If you’ve ever taken a course on machine learning or artificial intelligence, the unit on neural networks most certainly had an exercise on handwriting recognition. There’s a reason for this: they’re very good at generalizing problems that have extremely fuzzy input.
Below is an embarrassingly un-scientific demo which pits a neural network against some much simpler distance metrics.

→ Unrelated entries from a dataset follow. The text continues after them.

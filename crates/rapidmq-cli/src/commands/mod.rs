pub mod config;
pub mod say;
pub mod serve;
pub mod watch;

use std::sync::Arc;

use anyhow::Result;
use rapidmq_client::{HttpMetricsSource, QueueServiceClient};
use rapidmq_core::DashConfig;
use rapidmq_metrics::{MetricsPoller, TickPolicy};
use rapidmq_voice::{CommandGrammar, CommandRouter, QueueCommandHandler};

/// Router over the standard grammar, handled against the configured backend.
pub fn command_router(config: &DashConfig) -> Result<CommandRouter> {
    let client = QueueServiceClient::new(&config.backend.base_url)?;
    let handler = QueueCommandHandler::new(client, config.panels.clone());
    Ok(CommandRouter::new(
        Arc::new(CommandGrammar::standard()),
        Arc::new(handler),
    ))
}

/// Poller for the configured `/metrics` endpoint.
pub fn metrics_poller(config: &DashConfig) -> Result<MetricsPoller> {
    let source = HttpMetricsSource::new(&config.backend.base_url, &config.metrics.path)?;
    let policy = if config.metrics.single_flight {
        TickPolicy::SingleFlight
    } else {
        TickPolicy::Overlap
    };
    Ok(MetricsPoller::new(Arc::new(source), config.metrics.interval()).with_policy(policy))
}
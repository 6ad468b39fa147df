//! Metrics poller: periodic fetch of the exposition payload.
//!
//! One tick fires immediately, then one every `interval`. Each tick runs
//! its fetch in its own task, so a slow response never delays the timer.
//! Fetch failures are handed to the caller's error callback; the poller
//! never retries or backs off.

use std::future::Future;
use std::pin::Pin;
use std::sync::Arc;
use std::sync::atomic::{AtomicBool, Ordering};
use std::time::Duration;

use rapidmq_core::MetricSample;
use tokio::sync::watch;
use tokio::time::MissedTickBehavior;
use tracing::{debug, info, warn};

use crate::error::FetchError;
use crate::exposition::parse_samples;

/// Boxed future returned by [`MetricsSource::fetch`].
pub type FetchFuture<'a> = Pin<Box<dyn Future<Output = Result<String, FetchError>> + Send + 'a>>;

/// Callback receiving the samples parsed from one tick.
pub type DataCallback = Arc<dyn Fn(Vec<MetricSample>) + Send + Sync>;

/// Callback receiving a tick's fetch failure.
pub type ErrorCallback = Arc<dyn Fn(FetchError) + Send + Sync>;

/// Where the poller gets its payload from. Injected for testability.
pub trait MetricsSource: Send + Sync {
    fn fetch(&self) -> FetchFuture<'_>;
}

/// What to do when a tick fires while an earlier fetch is unresolved.
#[derive(Debug, Clone, Copy, PartialEq, Eq, Default)]
pub enum TickPolicy {
    /// Start the fetch anyway. Deliveries may arrive out of tick order.
    #[default]
    Overlap,
    /// Skip the tick. At most one fetch is in flight.
    SingleFlight,
}

/// Stops a running poller. Dropping the handle does not stop it.
#[derive(Debug, Clone)]
pub struct CancelHandle {
    cancel_tx: Arc<watch::Sender<bool>>,
}

impl CancelHandle {
    /// Stop future ticks. Fetches already in flight still complete and
    /// still deliver.
    pub fn cancel(&self) {
        self.cancel_tx.send_replace(true);
    }
}

/// Shortest poll interval. tokio's interval timer rejects zero.
pub const MIN_INTERVAL: Duration = Duration::from_millis(1);

pub struct MetricsPoller {
    source: Arc<dyn MetricsSource>,
    interval: Duration,
    policy: TickPolicy,
}

impl MetricsPoller {
    /// Intervals shorter than [`MIN_INTERVAL`] are raised to it.
    pub fn new(source: Arc<dyn MetricsSource>, interval: Duration) -> Self {
        if interval < MIN_INTERVAL {
            warn!(
                requested_ms = interval.as_millis() as u64,
                "metrics poll interval too short, using 1ms"
            );
        }
        let interval = interval.max(MIN_INTERVAL);
        Self {
            source,
            interval,
            policy: TickPolicy::default(),
        }
    }

    pub fn with_policy(mut self, policy: TickPolicy) -> Self {
        self.policy = policy;
        self
    }

    /// Start polling on the current tokio runtime.
    pub fn start(&self, on_data: DataCallback, on_error: ErrorCallback) -> CancelHandle {
        let (cancel_tx, cancel_rx) = watch::channel(false);
        let cancel_tx = Arc::new(cancel_tx);

        let ticks = TickLoop {
            source: Arc::clone(&self.source),
            interval: self.interval,
            policy: self.policy,
            on_data,
            on_error,
            in_flight: Arc::new(AtomicBool::new(false)),
            // Keeps the channel open so a dropped handle never reads as cancel.
            _keepalive: Arc::clone(&cancel_tx),
        };
        tokio::spawn(ticks.run(cancel_rx));

        info!(
            interval_ms = self.interval.as_millis() as u64,
            policy = ?self.policy,
            "metrics poller started"
        );
        CancelHandle { cancel_tx }
    }
}

struct TickLoop {
    source: Arc<dyn MetricsSource>,
    interval: Duration,
    policy: TickPolicy,
    on_data: DataCallback,
    on_error: ErrorCallback,
    in_flight: Arc<AtomicBool>,
    _keepalive: Arc<watch::Sender<bool>>,
}

impl TickLoop {
    async fn run(self, mut cancel: watch::Receiver<bool>) {
        let mut ticker = tokio::time::interval(self.interval);
        ticker.set_missed_tick_behavior(MissedTickBehavior::Delay);
        let mut tick: u64 = 0;

        loop {
            if *cancel.borrow() {
                break;
            }
            tokio::select! {
                _ = ticker.tick() => {
                    self.fire(tick);
                    tick += 1;
                }
                _ = cancel.changed() => {}
            }
        }

        debug!(ticks = tick, "metrics poller stopped");
    }

    fn fire(&self, tick: u64) {
        let guard = match self.policy {
            TickPolicy::Overlap => None,
            TickPolicy::SingleFlight => {
                if self.in_flight.swap(true, Ordering::AcqRel) {
                    debug!(tick, "previous metrics fetch unresolved, skipping tick");
                    return;
                }
                Some(InFlight(Arc::clone(&self.in_flight)))
            }
        };

        let source = Arc::clone(&self.source);
        let on_data = Arc::clone(&self.on_data);
        let on_error = Arc::clone(&self.on_error);

        tokio::spawn(async move {
            let _guard = guard;
            match source.fetch().await {
                Ok(payload) => {
                    let samples = parse_samples(&payload);
                    debug!(tick, samples = samples.len(), "metrics tick delivered");
                    on_data(samples);
                }
                Err(e) => {
                    debug!(tick, error = %e, "metrics fetch failed");
                    on_error(e);
                }
            }
        });
    }
}

/// Clears the single-flight flag when the fetch task ends.
struct InFlight(Arc<AtomicBool>);

impl Drop for InFlight {
    fn drop(&mut self) {
        self.0.store(false, Ordering::Release);
    }
}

I’ve trained a network from the Brain.js library using the Semeion Handwritten Digit Data Set. The canvas on the left-hand side will let you draw a digit which will be scaled down to 16x16 size (the same as the digits in the Semeion set) and run through the net. The box on the right will display which digit the net thinks you wrote. Below that, you’ll see the scaled-down representation of your digit, and the closest digit in the Semeion set as determined by Hamming, Jaccard, and Tanimoto distances.
Some things to consider:
- The canvas size is square to match the dimensions of the test digits. Keep this in mind while drawing. Digits should take up most of the space on the canvas to ensure an “apples to apples” comparison.
- The Semeion data for each image is simply a 256 (16x16) element bit vector. 1 for a drawn pixel, 0 for a blank one. This makes a distance metric calculation reasonable. More detail (and therefore, probably accuracy) could be had by capturing the full grayscale data from the image, but would probably make using anything other than a neural network excessively complex.